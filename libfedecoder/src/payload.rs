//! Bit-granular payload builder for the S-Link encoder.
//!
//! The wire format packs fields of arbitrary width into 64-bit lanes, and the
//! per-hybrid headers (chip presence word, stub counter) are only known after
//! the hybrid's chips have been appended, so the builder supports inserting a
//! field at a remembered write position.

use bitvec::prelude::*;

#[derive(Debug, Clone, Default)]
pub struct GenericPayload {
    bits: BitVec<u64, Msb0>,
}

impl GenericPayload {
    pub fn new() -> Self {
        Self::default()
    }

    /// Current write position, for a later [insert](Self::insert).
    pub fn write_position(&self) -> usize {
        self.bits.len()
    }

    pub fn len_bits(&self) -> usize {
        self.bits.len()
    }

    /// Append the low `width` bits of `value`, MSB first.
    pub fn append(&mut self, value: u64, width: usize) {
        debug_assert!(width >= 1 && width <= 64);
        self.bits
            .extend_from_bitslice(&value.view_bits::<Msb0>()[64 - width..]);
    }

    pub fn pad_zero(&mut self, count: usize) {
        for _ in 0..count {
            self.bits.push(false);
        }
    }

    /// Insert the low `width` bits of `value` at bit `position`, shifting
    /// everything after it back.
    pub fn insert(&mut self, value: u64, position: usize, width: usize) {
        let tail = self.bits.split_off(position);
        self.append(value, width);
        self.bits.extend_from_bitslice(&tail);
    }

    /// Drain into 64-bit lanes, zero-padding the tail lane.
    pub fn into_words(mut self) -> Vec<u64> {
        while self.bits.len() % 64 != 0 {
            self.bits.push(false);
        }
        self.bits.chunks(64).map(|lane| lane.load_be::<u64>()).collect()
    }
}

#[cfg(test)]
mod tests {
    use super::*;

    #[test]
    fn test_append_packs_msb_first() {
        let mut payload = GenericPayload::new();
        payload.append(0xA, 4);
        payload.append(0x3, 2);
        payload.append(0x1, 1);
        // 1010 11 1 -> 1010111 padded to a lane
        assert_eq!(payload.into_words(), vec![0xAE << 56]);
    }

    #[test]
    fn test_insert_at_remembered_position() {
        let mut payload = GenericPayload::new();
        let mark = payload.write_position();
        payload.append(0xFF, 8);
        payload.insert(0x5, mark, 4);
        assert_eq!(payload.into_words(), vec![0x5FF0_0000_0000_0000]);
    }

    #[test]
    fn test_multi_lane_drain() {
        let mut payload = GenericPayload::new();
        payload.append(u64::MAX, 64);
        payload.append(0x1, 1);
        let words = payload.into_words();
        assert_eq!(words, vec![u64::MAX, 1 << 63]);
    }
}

---

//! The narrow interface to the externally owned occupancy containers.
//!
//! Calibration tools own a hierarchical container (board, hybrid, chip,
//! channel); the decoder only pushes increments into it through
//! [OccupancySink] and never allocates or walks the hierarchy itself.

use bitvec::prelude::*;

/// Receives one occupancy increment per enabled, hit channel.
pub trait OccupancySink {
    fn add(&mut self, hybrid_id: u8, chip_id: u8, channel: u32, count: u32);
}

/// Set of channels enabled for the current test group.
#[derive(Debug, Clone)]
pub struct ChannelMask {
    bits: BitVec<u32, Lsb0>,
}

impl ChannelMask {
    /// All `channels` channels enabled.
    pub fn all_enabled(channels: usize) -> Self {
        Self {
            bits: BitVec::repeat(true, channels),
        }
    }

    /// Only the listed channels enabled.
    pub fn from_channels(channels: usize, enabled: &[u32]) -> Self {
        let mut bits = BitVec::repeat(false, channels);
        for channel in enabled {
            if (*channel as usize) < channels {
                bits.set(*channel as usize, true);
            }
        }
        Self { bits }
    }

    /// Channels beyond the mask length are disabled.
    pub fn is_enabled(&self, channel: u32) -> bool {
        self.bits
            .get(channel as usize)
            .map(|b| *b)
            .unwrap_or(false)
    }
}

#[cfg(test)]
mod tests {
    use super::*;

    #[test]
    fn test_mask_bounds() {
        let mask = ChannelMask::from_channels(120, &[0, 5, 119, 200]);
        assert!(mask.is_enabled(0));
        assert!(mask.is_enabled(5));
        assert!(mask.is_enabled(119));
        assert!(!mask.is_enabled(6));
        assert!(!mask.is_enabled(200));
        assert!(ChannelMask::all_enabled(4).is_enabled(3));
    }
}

---

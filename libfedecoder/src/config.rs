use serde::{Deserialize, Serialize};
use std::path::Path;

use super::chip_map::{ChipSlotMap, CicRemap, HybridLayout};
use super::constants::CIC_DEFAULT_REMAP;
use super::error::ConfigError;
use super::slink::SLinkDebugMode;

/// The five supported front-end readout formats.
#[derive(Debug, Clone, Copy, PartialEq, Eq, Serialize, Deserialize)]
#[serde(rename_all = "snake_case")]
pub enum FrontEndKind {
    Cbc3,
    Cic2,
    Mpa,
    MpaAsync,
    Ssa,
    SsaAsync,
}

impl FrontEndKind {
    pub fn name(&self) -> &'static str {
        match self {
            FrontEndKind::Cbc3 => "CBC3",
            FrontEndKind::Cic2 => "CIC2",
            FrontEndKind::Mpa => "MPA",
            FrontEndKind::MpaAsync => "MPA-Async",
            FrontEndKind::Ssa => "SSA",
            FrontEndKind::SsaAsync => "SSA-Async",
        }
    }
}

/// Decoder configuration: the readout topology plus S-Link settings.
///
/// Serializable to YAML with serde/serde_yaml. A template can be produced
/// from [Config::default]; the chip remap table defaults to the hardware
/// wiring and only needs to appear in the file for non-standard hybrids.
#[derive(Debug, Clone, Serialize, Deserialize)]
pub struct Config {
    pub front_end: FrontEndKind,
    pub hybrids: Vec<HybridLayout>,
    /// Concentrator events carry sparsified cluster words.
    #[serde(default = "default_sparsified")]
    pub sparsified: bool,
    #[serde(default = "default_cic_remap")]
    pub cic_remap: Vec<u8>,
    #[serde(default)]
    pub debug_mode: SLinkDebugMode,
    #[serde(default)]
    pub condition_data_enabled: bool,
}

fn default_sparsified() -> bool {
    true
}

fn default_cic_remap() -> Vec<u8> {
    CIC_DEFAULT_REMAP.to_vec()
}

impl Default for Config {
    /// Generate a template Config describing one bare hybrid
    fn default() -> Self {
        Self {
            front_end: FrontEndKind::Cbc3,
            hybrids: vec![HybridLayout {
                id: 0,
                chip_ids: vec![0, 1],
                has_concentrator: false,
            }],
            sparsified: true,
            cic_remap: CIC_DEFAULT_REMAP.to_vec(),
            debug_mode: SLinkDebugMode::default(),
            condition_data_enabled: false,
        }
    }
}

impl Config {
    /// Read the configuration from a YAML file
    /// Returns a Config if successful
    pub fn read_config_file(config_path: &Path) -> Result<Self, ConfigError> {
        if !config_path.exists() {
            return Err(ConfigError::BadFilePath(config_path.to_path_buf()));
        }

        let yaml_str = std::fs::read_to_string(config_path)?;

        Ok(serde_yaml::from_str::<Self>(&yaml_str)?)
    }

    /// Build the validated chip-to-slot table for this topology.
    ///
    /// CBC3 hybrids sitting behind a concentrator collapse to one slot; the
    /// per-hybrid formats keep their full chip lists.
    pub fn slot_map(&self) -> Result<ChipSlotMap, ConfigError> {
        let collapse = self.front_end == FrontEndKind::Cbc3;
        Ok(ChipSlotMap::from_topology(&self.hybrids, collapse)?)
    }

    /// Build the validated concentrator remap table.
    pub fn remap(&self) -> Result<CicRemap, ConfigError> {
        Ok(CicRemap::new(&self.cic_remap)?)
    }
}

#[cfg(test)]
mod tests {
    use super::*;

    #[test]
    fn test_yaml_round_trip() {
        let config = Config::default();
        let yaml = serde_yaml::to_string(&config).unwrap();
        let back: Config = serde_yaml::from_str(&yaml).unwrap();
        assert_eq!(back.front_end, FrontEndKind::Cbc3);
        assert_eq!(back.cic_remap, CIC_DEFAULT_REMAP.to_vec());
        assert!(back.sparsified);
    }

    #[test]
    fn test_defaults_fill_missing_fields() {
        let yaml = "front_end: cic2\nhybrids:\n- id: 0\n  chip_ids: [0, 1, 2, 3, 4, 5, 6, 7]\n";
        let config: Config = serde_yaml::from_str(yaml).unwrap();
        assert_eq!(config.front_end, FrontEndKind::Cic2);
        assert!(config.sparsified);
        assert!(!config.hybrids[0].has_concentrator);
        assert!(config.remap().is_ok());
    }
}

▶ DIRECTIONS: Whenever a line of the records holds the string "formats", pick it out and copy it.

▶ ANSWER BELOW:
/// The five supported front-end readout formats.
    /// per-hybrid formats keep their full chip lists.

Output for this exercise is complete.